Film ID:
YFA 1929

ENGLISH CHILDREN (LIFE IN THE CITY)

1949

Visitor Tabs

Description

A documentary made by Encyclopaedia Britannica, this film follows a "typical" English family who live in York.  The film explores different aspects of the family's life including work, school, home life, and leisure activities.

The film opens with a title card – EB Films
 English Children (Life in the City)
 Produced by EB Films Inc
 In Collaboration with Harold S. Kemp of Harvard University

The film opens with children playing in a schoolyard.  The boy, Tommy, is playing marbles, and the girl, Joan, is skipping rope.  The narrator speaks about the different types of games that are played in the schoolyard, and explains it is a very pleasant school building in the city.  Playtime is over and the children go back inside.  Inside the school, the children in Tommy’s class all sit at their desks and begin to draw. 

It is now the end of the day, and school is out.  Tommy goes to watch his older brother, Frank, play a game of cricket.  While the boys are involved with their sport, Joan and her mother go to the local grocers.  They buy a few apples from the shop which the shopkeeper weighs on a scale.  After making their purchase, the mother and daughter head home. 

The boys walk home from the cricket match along the city walls.  The York Minster is clearly visible in the background.  Once nearer the railway station, they peer over the wall to catch a glimpse of the railway yard before eventually making their way to the station.  Here the boys meet their father who is an engine driver, and after which, the three of continue on the route home. 

At home Joan is cutting flowers from the front garden to be used in a flower display for the dinner table.  Inside the kitchen, her mother is buttering bread and making tea for the upcoming meal.  In the dining room, the table is set and dinner is ready to be served.  The narrator explains that they will have cold meat, tomatoes, bread, butter, jam, and cake. 

When the boys return home for dinner, Frank turns on the wireless which is playing a programme from the BBC.  They gather around the table and discuss their upcoming holiday to the seaside.  After dinner, Tommy goes out to feed the dog, and his father begins his work in the back garden. 

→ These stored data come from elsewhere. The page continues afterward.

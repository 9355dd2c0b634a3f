use crate::{
    error::InvariantViolation,
    job::{Job, RawResult, Seq, Verdict},
};
use core::fmt;
use std::collections::{HashMap, VecDeque};

/// Reorder state owned exclusively by the coordinator task.
///
/// Holds the Submission Queue (jobs whose result has not been released, in
/// submission order) and the Result Buffer (results that arrived before their
/// job reached the front of the queue). Results are matched by sequence
/// number, so two occurrences of the same key are never confused with each
/// other.
///
/// Pending sequence numbers are always contiguous: the front of the queue is
/// `next_seq - pending.len()`.
pub struct ReorderBuffer<K> {
    pending: VecDeque<Job<K>>,
    arrived: HashMap<Seq, RawResult<K>>,
    next_seq: Seq,
}

impl<K> Default for ReorderBuffer<K> {
    fn default() -> Self {
        Self::new()
    }
}

impl<K> ReorderBuffer<K> {
    pub fn new() -> Self {
        Self {
            pending: VecDeque::new(),
            arrived: HashMap::new(),
            next_seq: 0,
        }
    }

    /// Number of submitted jobs whose result has not been released yet.
    #[cfg_attr(not(feature = "tracing"), allow(dead_code))]
    pub fn pending_len(&self) -> usize {
        self.pending.len()
    }

    /// Number of results waiting for an earlier job to complete.
    #[cfg_attr(not(feature = "tracing"), allow(dead_code))]
    pub fn buffered_len(&self) -> usize {
        self.arrived.len()
    }

    fn front_seq(&self) -> Seq {
        self.next_seq - self.pending.len() as Seq
    }
}

impl<K> ReorderBuffer<K>
where
    K: Eq + fmt::Debug,
{
    /// Appends a job to the tail of the Submission Queue.
    ///
    /// Jobs must arrive with consecutive sequence numbers.
    pub fn submit(&mut self, job: Job<K>) -> Result<(), InvariantViolation> {
        if job.seq != self.next_seq {
            return Err(InvariantViolation::new(format!(
                "submission {} arrived out of order (expected {})",
                job.seq, self.next_seq
            )));
        }
        self.next_seq += 1;
        self.pending.push_back(job);
        Ok(())
    }

    /// Stores a worker result until its job reaches the front of the queue.
    ///
    /// A result whose sequence number is not pending, or that was already
    /// received, means a result exists with no matching submission.
    pub fn accept(&mut self, result: RawResult<K>) -> Result<(), InvariantViolation> {
        if result.seq < self.front_seq() || result.seq >= self.next_seq {
            return Err(InvariantViolation::new(format!(
                "result for {:?} (seq {}) has no pending submission",
                result.key, result.seq
            )));
        }
        if self.arrived.contains_key(&result.seq) {
            return Err(InvariantViolation::new(format!(
                "duplicate result for {:?} (seq {})",
                result.key, result.seq
            )));
        }
        self.arrived.insert(result.seq, result);
        Ok(())
    }

    /// Releases the result for the front of the Submission Queue, if it has
    /// arrived.
    ///
    /// Call repeatedly until it returns `Ok(None)` to drain every result that
    /// is now in order.
    pub fn release(&mut self) -> Result<Option<Verdict<K>>, InvariantViolation> {
        let Some(front) = self.pending.front() else {
            return Ok(None);
        };
        let Some(result) = self.arrived.remove(&front.seq) else {
            return Ok(None);
        };
        if result.key != front.key {
            return Err(InvariantViolation::new(format!(
                "seq {} was submitted as {:?} but completed as {:?}",
                front.seq, front.key, result.key
            )));
        }
        self.pending.pop_front();
        Ok(Some(result.into_verdict()))
    }

    /// Checks the end-of-drain invariant: nothing pending, nothing buffered.
    pub fn finish(self) -> Result<(), InvariantViolation> {
        if !self.arrived.is_empty() {
            let mut orphans: Vec<_> = self.arrived.into_values().collect();
            orphans.sort_by_key(|r| r.seq);
            return Err(InvariantViolation::new(format!(
                "{} result(s) left unmatched at shutdown, first: {:?}",
                orphans.len(),
                orphans[0].key
            )));
        }
        if let Some(front) = self.pending.front() {
            return Err(InvariantViolation::new(format!(
                "{} submission(s) never completed, first: {:?} (seq {})",
                self.pending.len(),
                front.key,
                front.seq
            )));
        }
        Ok(())
    }
}

#[cfg(test)]
mod tests {
    use super::*;

    fn job(seq: Seq, key: &'static str) -> Job<&'static str> {
        Job { seq, key }
    }

    fn raw(seq: Seq, key: &'static str, valid: bool) -> RawResult<&'static str> {
        RawResult { seq, key, valid }
    }

    fn drain(buf: &mut ReorderBuffer<&'static str>) -> Vec<(&'static str, bool)> {
        let mut out = Vec::new();
        while let Some(v) = buf.release().unwrap() {
            out.push((v.key, v.valid));
        }
        out
    }

    #[test]
    fn later_results_wait_for_the_front() {
        let mut buf = ReorderBuffer::new();
        buf.submit(job(0, "b.com")).unwrap();
        buf.submit(job(1, "a.com")).unwrap();
        buf.submit(job(2, "c.com")).unwrap();

        buf.accept(raw(2, "c.com", true)).unwrap();
        assert!(drain(&mut buf).is_empty());
        buf.accept(raw(1, "a.com", false)).unwrap();
        assert!(drain(&mut buf).is_empty());
        assert_eq!(buf.buffered_len(), 2);

        buf.accept(raw(0, "b.com", true)).unwrap();
        assert_eq!(
            drain(&mut buf),
            vec![("b.com", true), ("a.com", false), ("c.com", true)]
        );
        assert_eq!(buf.pending_len(), 0);
        buf.finish().unwrap();
    }

    #[test]
    fn duplicate_keys_are_attributed_per_occurrence() {
        let mut buf = ReorderBuffer::new();
        buf.submit(job(0, "dup.com")).unwrap();
        buf.submit(job(1, "dup.com")).unwrap();

        // The second occurrence finishes first with a different answer.
        buf.accept(raw(1, "dup.com", false)).unwrap();
        assert!(drain(&mut buf).is_empty());
        buf.accept(raw(0, "dup.com", true)).unwrap();

        assert_eq!(drain(&mut buf), vec![("dup.com", true), ("dup.com", false)]);
        buf.finish().unwrap();
    }

    #[test]
    fn result_without_submission_is_rejected() {
        let mut buf = ReorderBuffer::new();
        buf.submit(job(0, "a.com")).unwrap();
        let err = buf.accept(raw(5, "ghost.com", true)).unwrap_err();
        assert!(err.detail.contains("ghost.com"));
    }

    #[test]
    fn already_released_seq_is_rejected() {
        let mut buf = ReorderBuffer::new();
        buf.submit(job(0, "a.com")).unwrap();
        buf.accept(raw(0, "a.com", true)).unwrap();
        assert_eq!(drain(&mut buf).len(), 1);
        assert!(buf.accept(raw(0, "a.com", true)).is_err());
    }

    #[test]
    fn duplicate_result_is_rejected() {
        let mut buf = ReorderBuffer::new();
        buf.submit(job(0, "a.com")).unwrap();
        buf.submit(job(1, "b.com")).unwrap();
        buf.accept(raw(1, "b.com", true)).unwrap();
        assert!(buf.accept(raw(1, "b.com", true)).is_err());
    }

    #[test]
    fn mismatched_key_is_rejected_on_release() {
        let mut buf = ReorderBuffer::new();
        buf.submit(job(0, "a.com")).unwrap();
        buf.accept(raw(0, "z.com", true)).unwrap();
        let err = buf.release().unwrap_err();
        assert!(err.detail.contains("z.com"));
    }

    #[test]
    fn out_of_order_submission_is_rejected() {
        let mut buf = ReorderBuffer::new();
        assert!(buf.submit(job(1, "a.com")).is_err());
    }

    #[test]
    fn finish_reports_leftovers() {
        let mut buf = ReorderBuffer::new();
        buf.submit(job(0, "a.com")).unwrap();
        buf.submit(job(1, "b.com")).unwrap();
        buf.accept(raw(1, "b.com", true)).unwrap();
        let err = buf.finish().unwrap_err();
        assert!(err.detail.contains("unmatched"));

        let mut buf = ReorderBuffer::new();
        buf.submit(job(0, "a.com")).unwrap();
        let err = buf.finish().unwrap_err();
        assert!(err.detail.contains("never completed"));
    }

    #[test]
    fn empty_buffer_finishes_cleanly() {
        let buf: ReorderBuffer<&'static str> = ReorderBuffer::new();
        buf.finish().unwrap();
    }
}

The next day the family leaves on a holiday trip to Whitby.  They catch a train from York station, and as the train pulls up to the platform, the family boards and settles into an empty cabin.  From here they can see the picturesque views of the countryside which lie between the city and coast. 

Upon arriving at the seaside, the boys make their way down to the harbour to see the fishing boats.  A few fishermen sit on the decks mending the nets used to fish for their catch.  From the harbour the family makes their way up the winding streets of the town towards the cliffs which overlook the harbour as well as the rest of the town.  They climb up a hill, past a ruined abbey, and there, nestled in the country, is Grandmother’s cottage.

The family is greeted at the door by both Grandmother and Grandfather who invite them in.  All together, they gather around the fireplace to visit with one and other.  The film ends with this scene.